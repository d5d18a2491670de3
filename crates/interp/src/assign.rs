//! Assignment of polygon attributes to mesh nodes
//!
//! Typical use is delineating friction zones in GIS, exporting the polygons
//! as `shapeid,x,y,attr` rows and writing the attributes to the node values
//! of a mesh.

// crate modules
use crate::error::{Error, Result};
use crate::points::PolygonRow;
use crate::progress::init_progress_bar;
use crate::tin::NO_DATA;

// hydromesh modules
use hydromesh_grid::Mesh;

// external crates
use itertools::Itertools;
use kdam::BarExt;
use log::{debug, trace};

/// Position of a point relative to a polygon
#[derive(Debug, Clone, Copy, PartialEq, Eq)]
pub enum Location {
    Inside,
    Edge,
    Outside,
}

/// Closed polygon carrying a single attribute
#[derive(Debug, Clone, PartialEq)]
pub struct Polygon {
    /// Shape id shared by all rows of the polygon
    pub id: i64,
    /// Value given to the nodes inside
    pub attribute: f64,
    /// Vertices rounded to 3 decimals, the ring closes implicitly
    pub vertices: Vec<[f64; 2]>,
}

impl Polygon {
    /// Group rows by shape id into polygons, in ascending id order
    ///
    /// Rows of a shape keep their file order even when other shapes are
    /// listed in between. The attribute of every polygon is taken from its
    /// first row. A closing vertex that repeats the first one is dropped.
    pub fn from_rows(rows: &[PolygonRow]) -> Result<Vec<Polygon>> {
        let shapes = rows.iter().into_group_map_by(|r| r.shapeid);

        let mut polygons = Vec::with_capacity(shapes.len());
        for (id, group) in shapes.into_iter().sorted_by_key(|(id, _)| *id) {
            let mut vertices: Vec<[f64; 2]> =
                group.iter().map(|r| [round(r.x), round(r.y)]).collect();

            if vertices.len() > 1 && vertices.first() == vertices.last() {
                vertices.pop();
            }
            if vertices.len() < 3 {
                return Err(Error::DegeneratePolygon {
                    shape: id,
                    vertices: vertices.len(),
                });
            }

            polygons.push(Polygon {
                id,
                attribute: group[0].attr,
                vertices,
            });
        }
        debug!("grouped {} rows into {} polygons", rows.len(), polygons.len());
        Ok(polygons)
    }

    /// Locate a point, testing the edges before the interior
    pub fn locate(&self, x: f64, y: f64) -> Location {
        let edges = self.vertices.iter().circular_tuple_windows::<(_, _)>();

        let mut inside = false;
        for (&[x1, y1], &[x2, y2]) in edges {
            if on_segment(x, y, [x1, y1], [x2, y2]) {
                return Location::Edge;
            }
            // even-odd ray cast towards +x
            if (y1 > y) != (y2 > y) && x < (x2 - x1) * (y - y1) / (y2 - y1) + x1 {
                inside = !inside;
            }
        }

        match inside {
            true => Location::Inside,
            false => Location::Outside,
        }
    }
}

/// Assign polygon attributes to the node values of a mesh
///
/// Nodes inside a polygon take its attribute, nodes exactly on an edge are
/// flagged with `-999.0`, and nodes outside keep their value. Polygons are
/// applied in order so later ones override earlier ones, which for
/// [Polygon::from_rows] means higher shape ids win.
///
/// ```rust
/// # use hydromesh_grid::Mesh;
/// # use hydromesh_interp::{assign_attributes, Polygon};
/// let mesh = Mesh::from_xyz(&[1.0, 5.0, 1.0], &[1.0, 1.0, 5.0], &[0.0; 3], vec![[0, 1, 2]])
///     .unwrap();
/// let zone = Polygon {
///     id: 1,
///     attribute: 0.03,
///     vertices: vec![[0.0, 0.0], [2.0, 0.0], [2.0, 2.0], [0.0, 2.0]],
/// };
///
/// let friction = assign_attributes(&mesh, &[zone], true).unwrap();
/// assert_eq!(friction.z(), vec![0.03, 0.0, 0.0]);
/// ```
pub fn assign_attributes(mesh: &Mesh, polygons: &[Polygon], disable_progress: bool) -> Result<Mesh> {
    let mut bar = init_progress_bar(
        polygons.len() * mesh.nnodes(),
        "nodes",
        disable_progress,
    )?;

    let mut z = mesh.z();
    for polygon in polygons {
        trace!("assigning polygon {}", polygon.id);
        for (value, node) in z.iter_mut().zip(&mesh.nodes) {
            match polygon.locate(node.x, node.y) {
                Location::Inside => *value = polygon.attribute,
                Location::Edge => *value = NO_DATA,
                Location::Outside => (),
            }
        }
        bar.update(mesh.nnodes())?;
    }
    Ok(mesh.with_elevations(&z)?)
}

fn round(value: f64) -> f64 {
    (value * 1000.0).round() / 1000.0
}

/// Point exactly on the segment `a`-`b`
fn on_segment(x: f64, y: f64, a: [f64; 2], b: [f64; 2]) -> bool {
    let cross = (b[0] - a[0]) * (y - a[1]) - (b[1] - a[1]) * (x - a[0]);
    cross == 0.0
        && x >= a[0].min(b[0])
        && x <= a[0].max(b[0])
        && y >= a[1].min(b[1])
        && y <= a[1].max(b[1])
}

#[cfg(test)]
mod tests {
    use super::*;

    fn row(shapeid: i64, x: f64, y: f64, attr: f64) -> PolygonRow {
        PolygonRow { shapeid, x, y, attr }
    }

    fn square(id: i64, lower: f64, upper: f64, attr: f64) -> Vec<PolygonRow> {
        vec![
            row(id, lower, lower, attr),
            row(id, upper, lower, attr),
            row(id, upper, upper, attr),
            row(id, lower, upper, attr),
            row(id, lower, lower, attr),
        ]
    }

    #[test]
    fn rows_to_polygons() {
        let mut rows = square(1, 0.0, 10.0, 0.03);
        rows.extend(square(2, 2.00049, 4.0, 0.05));

        let polygons = Polygon::from_rows(&rows).unwrap();
        assert_eq!(polygons.len(), 2);
        assert_eq!(polygons[0].vertices.len(), 4);
        assert_eq!(polygons[1].vertices[0], [2.0, 2.0]);
        assert_eq!(polygons[1].attribute, 0.05);
    }

    #[test]
    fn interleaved_shapes() {
        let mut rows = square(5, 2.0, 4.0, 0.05);
        rows.extend(square(1, 0.0, 10.0, 0.03));
        let closing = rows.remove(4);
        rows.push(closing);

        let polygons = Polygon::from_rows(&rows).unwrap();
        assert_eq!(polygons.iter().map(|p| p.id).collect::<Vec<_>>(), vec![1, 5]);
        assert_eq!(
            polygons[1].vertices,
            vec![[2.0, 2.0], [4.0, 2.0], [4.0, 4.0], [2.0, 4.0]]
        );
    }

    #[test]
    fn degenerate_polygon() {
        let rows = vec![row(7, 0.0, 0.0, 1.0), row(7, 1.0, 1.0, 1.0)];
        assert!(matches!(
            Polygon::from_rows(&rows),
            Err(Error::DegeneratePolygon { shape: 7, vertices: 2 })
        ));
    }

    #[test]
    fn locations() {
        let polygon = &Polygon::from_rows(&square(1, 0.0, 10.0, 1.0)).unwrap()[0];
        assert_eq!(polygon.locate(5.0, 5.0), Location::Inside);
        assert_eq!(polygon.locate(10.0, 5.0), Location::Edge);
        assert_eq!(polygon.locate(0.0, 0.0), Location::Edge);
        assert_eq!(polygon.locate(10.5, 5.0), Location::Outside);
        assert_eq!(polygon.locate(-1.0, 0.0), Location::Outside);
    }

    #[test]
    fn later_polygons_override() {
        let mesh = Mesh::from_xyz(
            &[1.0, 3.0, 8.0, 12.0, 4.0],
            &[1.0, 3.0, 8.0, 12.0, 2.0],
            &[0.5; 5],
            vec![[0, 1, 2], [2, 3, 4]],
        )
        .unwrap();

        let mut rows = square(1, 0.0, 10.0, 0.03);
        rows.extend(square(2, 2.0, 4.0, 0.05));
        let polygons = Polygon::from_rows(&rows).unwrap();

        let z = assign_attributes(&mesh, &polygons, true).unwrap().z();
        assert_eq!(z, vec![0.03, 0.05, 0.03, 0.5, NO_DATA]);
    }
}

--

▶ The task
Read through the entries and copy each line in which "false" appears.

▶ Your response
        let mut inside = false;
            false => Location::Outside,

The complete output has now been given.